Sorrentino is the leadoff speaker tomorrow at the 2007 Dana Shugar Spring Colloquium Series, sponsored by the University of Rhode Island Women’s Studies Program. Her speech is scheduled for 5 p.m. in the Galanti Lounge of the URI library.
Sorrentino is as animated as ever; age has done little to slow her staccato speaking style or her activism. She conjures up images of her Italian-American upbringing in Providence’s Mount Pleasant neighborhood in one breath, and in the next is discussing speech patterns reminiscent of writer George Orwell’s famous essay “Politics and the English Language.”
The anti-abortion movement has, Sorrentino says, gotten very smart of late, especially in the way it has controlled the language of the debate. “Partial birth abortion, that’s a brilliant term but it has no medical meaning and it certainly more attention-grabbing than late-term abortion. ... ‘Right to life’ is a very powerful term, while ‘pro-choice’ sounds defensive.
“The anti-abortion movement is brilliant and very committed. These people aren’t going anywhere,” said Sorrentino.
She became known nationally during the 1980s when she was excommunicated by the Roman Catholic Church. While she doesn’t like to revisit that issue, she acknowledges that it left a wound. When asked why she didn’t switch to another Christian church that allows its adherents to have abortions, Sorrentino said, “I’m an ethnic Italian Catholic, that is who I am.”
The burgeoning sexual-abstinence movement — endorsed by the Bush administration and conservative Christians — especially rattles Sorrentino. “I have a granddaughter and I hope she never smokes a joint and finds someone to love, doesn’t have sex before marriage and gets married to a wonderful man who loves her and has children.
“But I’m 63 years old and I know what’s out there in terms of peer pressure and values. We’ve had 2,000 years of experience with abstinence, and speeches by Jerry Falwell, the Pope and George Bush are no match for the racing hormones of a 15-year-old with a snort of crystal meth or a slug of vodka.”

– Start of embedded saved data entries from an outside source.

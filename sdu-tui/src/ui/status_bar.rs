//! Bottom status bar: key hints, busy marker, last status message.

use ratatui::layout::Rect;
use ratatui::text::{Line, Span};
use ratatui::widgets::Paragraph;
use ratatui::Frame;

use sdu_core::Screen;

use crate::app::{AppState, StatusLevel};

pub fn render(f: &mut Frame, area: Rect, app: &AppState) {
    let theme = &app.theme;
    let mut spans: Vec<Span> = Vec::new();

    let hints = match app.screen() {
        Screen::Login => " Enter:login Tab:field Esc:quit F1:help",
        _ => " Tab:screen ^L:logout ^T:theme ^E:errors F1:help",
    };
    spans.push(Span::styled(hints, theme.muted()));

    if busy(app) {
        spans.push(Span::raw(" | "));
        spans.push(Span::styled("working...", theme.warning()));
    }

    if let Some((msg, level)) = &app.status_message {
        spans.push(Span::raw(" | "));
        let style = match level {
            StatusLevel::Info => theme.accent(),
            StatusLevel::Warning => theme.warning(),
            StatusLevel::Error => theme.negative(),
        };
        spans.push(Span::styled(msg.as_str(), style));
    }

    f.render_widget(Paragraph::new(Line::from(spans)), area);
}

fn busy(app: &AppState) -> bool {
    app.session.check_pending()
        || app.login.is_busy()
        || app.search.is_busy()
        || app.search.is_download_busy()
        || app.upload.is_busy()
}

“I’ve been around long enough to know that the world is not how I’d like it to be,” Sorrentino said. “I’m still going to be passing out condoms because that is the way the world is.”
The politics of abortion, Sorrentino argues, is too important to be left to political figures and elected officials. “The path to political glory is paved with photo opportunities,” she writes. “We see candidates kissing babies, embracing old ladies at bingo games, handing out scholarship checks … nowhere in the campaign manuals on ‘How to Guarantee Victory at the Polls’ does one expect to see advice urging potential winners to spend their days escorting abortion patients into clinics surrounded by opponents of those services.”
The other programs in the URI colloquium, all at 5 p.m. in the Dana Shugar Library, URI Women’s Center, include:
•Feb. 13 : “DES and Diflucan; Pharmaceutical marketing choices — Why women should take heed.” Lecture by Jody Lisberger, lecturer in the URI Women’s Studies Program.
•Feb. 27: “Sex Trafficking: Policy and Debates.” Lecture by Donna Hughes, professor in the URI Women’s Study Program and writer and researcher on women’s rights issues.
•March 6: “The Old Folks at Home: Domesticity and Race in 19th Century Sheet Music.” Lecture by Stephanie Dunson, assistant director of graduate studies and assistant professor of English.
•March 13: “Song and Activism” Lecture and performance by the Raging Grannies, a group of women who write protest songs.
•April 4: “Reading from Still River.” Dawn Paul, an alumna of the URI Women’s Studies Program, will read from her recently published novel, Still River.
•April 10: “Native American Women.” Lecture by Naomi Caldwell, an assistant professor in the URI graduate school of Library and Information Studies.